The COVID-19 pandemic has revealed a great deal of vulnerabilities in our world and our way of life that we never imagined we had. But in this time, technology has revealed itself to be an invaluable tool to help us to continue to meet our basic needs even as we stay home and socially distanced. Whether it is e-education for our kids, tools to help us work from home, or services that allow us to get the products that we need to survive, our reliance on technology has deepened during the pandemic, and it has accelerated the technology takeover.

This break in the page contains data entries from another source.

//! Lifecycle manager: schedules dismiss timers and emits lifecycle events.

use std::time::Duration;

use tokio::sync::mpsc;
use tracing::{debug, info};

use crate::events::{DismissReason, EventBus, NotificationEvent};
use crate::lifecycle::NotificationRegistry;
use crate::types::{ConversationId, Notification, NotificationId};

/// Drives notifications through `created -> visible -> dismissed`.
///
/// Timer tasks never touch state directly. When a timer fires it posts the
/// notification id on the expiry channel, and the owner of this manager calls
/// [`LifecycleManager::expire`] from its own loop.
pub struct LifecycleManager {
    registry: NotificationRegistry,
    dismiss_after: Duration,
    expiry_tx: mpsc::UnboundedSender<NotificationId>,
    bus: EventBus,
}

impl LifecycleManager {
    /// Create a manager and the receiver its timers report expiries on.
    pub fn new(
        dismiss_after: Duration,
        bus: EventBus,
    ) -> (Self, mpsc::UnboundedReceiver<NotificationId>) {
        let (expiry_tx, expiry_rx) = mpsc::unbounded_channel();
        let manager = Self {
            registry: NotificationRegistry::default(),
            dismiss_after,
            expiry_tx,
            bus,
        };
        (manager, expiry_rx)
    }

    /// Make a notification visible and schedule its dismiss timer.
    pub fn show(&mut self, notification: Notification) {
        let id = notification.id;
        let tx = self.expiry_tx.clone();
        let delay = self.dismiss_after;
        let timer = tokio::spawn(async move {
            tokio::time::sleep(delay).await;
            let _ = tx.send(id);
        });

        if self.registry.register(notification.clone(), timer) {
            info!(
                notification_id = %id,
                conversation_id = %notification.conversation_id,
                kind = ?notification.kind,
                "Notification shown"
            );
            self.bus.emit(NotificationEvent::Shown { notification });
        }
    }

    /// Handle a fired timer. Returns false for ids already dismissed.
    pub fn expire(&mut self, id: &NotificationId) -> bool {
        match self.registry.expire(id) {
            Some(notification) => {
                debug!(notification_id = %id, "Notification timed out");
                self.bus
                    .emit(NotificationEvent::dismissed(&notification, DismissReason::Timeout));
                true
            }
            None => false,
        }
    }

    /// Dismiss one notification, cancelling its timer.
    pub fn dismiss(&mut self, id: &NotificationId, reason: DismissReason) -> Option<Notification> {
        let notification = self.registry.dismiss(id)?;
        debug!(notification_id = %id, reason = ?reason, "Notification dismissed");
        self.bus
            .emit(NotificationEvent::dismissed(&notification, reason));
        Some(notification)
    }

    /// Dismiss every notification of a conversation.
    pub fn dismiss_conversation(&mut self, conversation_id: &ConversationId, reason: DismissReason) -> usize {
        let removed = self.registry.dismiss_conversation(conversation_id);
        for notification in &removed {
            self.bus.emit(NotificationEvent::dismissed(notification, reason));
        }
        removed.len()
    }

    /// Tear down all notifications and timers.
    pub fn clear(&mut self, reason: DismissReason) -> usize {
        let removed = self.registry.clear();
        for notification in &removed {
            self.bus.emit(NotificationEvent::dismissed(notification, reason));
        }
        if !removed.is_empty() {
            debug!(count = removed.len(), reason = ?reason, "Notifications cleared");
        }
        removed.len()
    }

    pub fn get(&self, id: &NotificationId) -> Option<&Notification> {
        self.registry.get(id)
    }

    /// Visible notifications, oldest first.
    pub fn active(&self) -> Vec<Notification> {
        self.registry.notifications()
    }

    pub fn pending_timers(&self) -> usize {
        self.registry.pending_timers()
    }

    pub fn bus(&self) -> &EventBus {
        &self.bus
    }
}

#[cfg(test)]
mod tests {
    use super::*;

    fn manager() -> (LifecycleManager, mpsc::UnboundedReceiver<NotificationId>) {
        LifecycleManager::new(Duration::from_secs(4), EventBus::new())
    }

    fn notification() -> Notification {
        Notification::new_message("main".into(), "상대방", "안녕")
    }

    #[tokio::test(start_paused = true)]
    async fn test_timer_expires_after_delay() {
        let (mut manager, mut expiries) = manager();
        let mut events = manager.bus().subscribe();
        let n = notification();
        let id = n.id;

        manager.show(n);
        assert_eq!(manager.pending_timers(), 1);
        assert!(matches!(events.recv().await, Some(NotificationEvent::Shown { .. })));

        tokio::time::sleep(Duration::from_millis(3999)).await;
        assert!(expiries.try_recv().is_err());

        let fired = expiries.recv().await.unwrap();
        assert_eq!(fired, id);
        assert!(manager.expire(&fired));
        assert!(manager.active().is_empty());

        match events.recv().await {
            Some(NotificationEvent::Dismissed { reason, .. }) => {
                assert_eq!(reason, DismissReason::Timeout)
            }
            other => panic!("unexpected event: {:?}", other),
        }
    }

    #[tokio::test(start_paused = true)]
    async fn test_dismiss_cancels_timer() {
        let (mut manager, mut expiries) = manager();
        let n = notification();
        let id = n.id;

        manager.show(n);
        tokio::time::sleep(Duration::from_secs(1)).await;
        assert!(manager.dismiss(&id, DismissReason::Dismissed).is_some());

        tokio::time::sleep(Duration::from_secs(10)).await;
        assert!(expiries.try_recv().is_err());
        assert!(!manager.expire(&id));
    }

    #[tokio::test(start_paused = true)]
    async fn test_clear_emits_power_off() {
        let (mut manager, mut expiries) = manager();
        let mut events = manager.bus().subscribe();
        manager.show(notification());
        manager.show(notification());

        assert_eq!(manager.clear(DismissReason::PowerOff), 2);
        assert_eq!(manager.pending_timers(), 0);

        let mut power_off = 0;
        while let Some(event) = events.try_recv() {
            if let NotificationEvent::Dismissed { reason, .. } = event {
                assert_eq!(reason, DismissReason::PowerOff);
                power_off += 1;
            }
        }
        assert_eq!(power_off, 2);

        tokio::time::sleep(Duration::from_secs(10)).await;
        assert!(expiries.try_recv().is_err());
    }
}
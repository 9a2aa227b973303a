//! Middleware for the classification server.

use axum::{extract::Request, middleware::Next, response::Response};
use tower_http::cors::{Any, CorsLayer};
use tracing::info;

/// Create CORS middleware.
pub fn cors_layer() -> CorsLayer {
    CorsLayer::new()
        .allow_origin(Any)
        .allow_methods(Any)
        .allow_headers(Any)
}

/// Request logging middleware.
pub async fn logging_middleware(request: Request, next: Next) -> Response {
    let method = request.method().clone();
    let uri = request.uri().clone();
    let start = std::time::Instant::now();

    let response = next.run(request).await;

    info!(
        method = %method,
        uri = %uri,
        status = response.status().as_u16(),
        duration_ms = start.elapsed().as_millis() as u64,
        "Request completed"
    );

    response
}
//! Message types for LLM interactions.

use serde::{Deserialize, Serialize};

/// Role of a message in an LLM exchange.
#[derive(Debug, Clone, Copy, PartialEq, Eq, Default, Serialize, Deserialize)]
#[serde(rename_all = "lowercase")]
pub enum MessageRole {
    System,
    #[default]
    User,
    Assistant,
}

/// A message sent to an LLM.
#[derive(Debug, Clone, Serialize, Deserialize)]
pub struct Message {
    pub role: MessageRole,
    pub content: String,
}

impl Message {
    /// Create a new user message.
    pub fn user(content: impl Into<String>) -> Self {
        Self {
            role: MessageRole::User,
            content: content.into(),
        }
    }

    /// Create a new assistant message.
    pub fn assistant(content: impl Into<String>) -> Self {
        Self {
            role: MessageRole::Assistant,
            content: content.into(),
        }
    }

    /// Create a new system message.
    pub fn system(content: impl Into<String>) -> Self {
        Self {
            role: MessageRole::System,
            content: content.into(),
        }
    }
}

The Four Stages of Pandemic Behavior
The patterns of altered behavior brought about by the virus can be divided into four stages. The Danger Zone is the period when the country goes into lockdown to try to contain the virus and flatten the curve. What follows this is the New Normal; the period in which countries try to open up a little again while continuing to keep schools closed, work from home and maintain social distancing. After that, we have the period when we adapt to the virus, we start to go back to more normal lives because we have developed a deeper understanding of how to live with the virus. Finally, after a vaccine is discovered, scaled and distributed, our behavior can return to how it was before the virus.
We have seen different companies react to this period differently, and we can predict certain trends going forward:
These companies can broadly be divided into four groups. The first are those completely unable to operate in the danger zone, such as companies in the travel, hospitality and ride sharing industries. These companies have suffered during the pandemic predominantly because the industries that they operate rely on direct services to people.
The second group are companies with low long-term stickiness. Companies that prop themselves up during the pandemic by creating a simple business that can address the needs created by the pandemic. They take advantage of the space left open by large companies that struggle to react to the crisis rapidly or effectively. Ultimately, these companies are unable to hold onto all the market share given due to a customer experience that is lacking. Larger players also catch up as the pandemic eases. Companies like small grocers making home deliveries, WhatsApp-run businesses, etc. fall into this category.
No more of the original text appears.